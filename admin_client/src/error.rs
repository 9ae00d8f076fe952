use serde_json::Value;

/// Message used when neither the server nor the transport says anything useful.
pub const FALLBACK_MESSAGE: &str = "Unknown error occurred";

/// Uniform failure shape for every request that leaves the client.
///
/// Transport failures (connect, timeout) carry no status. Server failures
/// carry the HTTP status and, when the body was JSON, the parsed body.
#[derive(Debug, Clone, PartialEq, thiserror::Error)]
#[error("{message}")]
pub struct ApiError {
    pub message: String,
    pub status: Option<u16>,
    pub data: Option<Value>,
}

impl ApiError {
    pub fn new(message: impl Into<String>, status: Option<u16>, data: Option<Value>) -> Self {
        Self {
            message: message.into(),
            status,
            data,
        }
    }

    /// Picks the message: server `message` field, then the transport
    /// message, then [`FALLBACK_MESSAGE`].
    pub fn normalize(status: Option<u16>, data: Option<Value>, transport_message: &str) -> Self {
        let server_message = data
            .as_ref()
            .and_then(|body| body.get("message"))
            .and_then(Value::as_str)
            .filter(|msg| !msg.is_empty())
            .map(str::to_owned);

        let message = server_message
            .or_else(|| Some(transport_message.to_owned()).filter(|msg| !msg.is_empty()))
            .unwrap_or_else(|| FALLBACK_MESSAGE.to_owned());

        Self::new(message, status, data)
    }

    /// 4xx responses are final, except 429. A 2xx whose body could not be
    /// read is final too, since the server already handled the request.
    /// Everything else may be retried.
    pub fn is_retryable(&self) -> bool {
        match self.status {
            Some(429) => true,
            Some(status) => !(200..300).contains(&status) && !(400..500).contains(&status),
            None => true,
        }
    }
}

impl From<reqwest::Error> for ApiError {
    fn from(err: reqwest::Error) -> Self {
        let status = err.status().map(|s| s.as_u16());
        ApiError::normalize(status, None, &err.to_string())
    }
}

* * * * * * * * *

__TASK ITEM__: Across the records above, return every line that contains the word "reqwest".

__RESULT FOR THIS EXERCISE__:
impl From<reqwest::Error> for ApiError {
    fn from(err: reqwest::Error) -> Self {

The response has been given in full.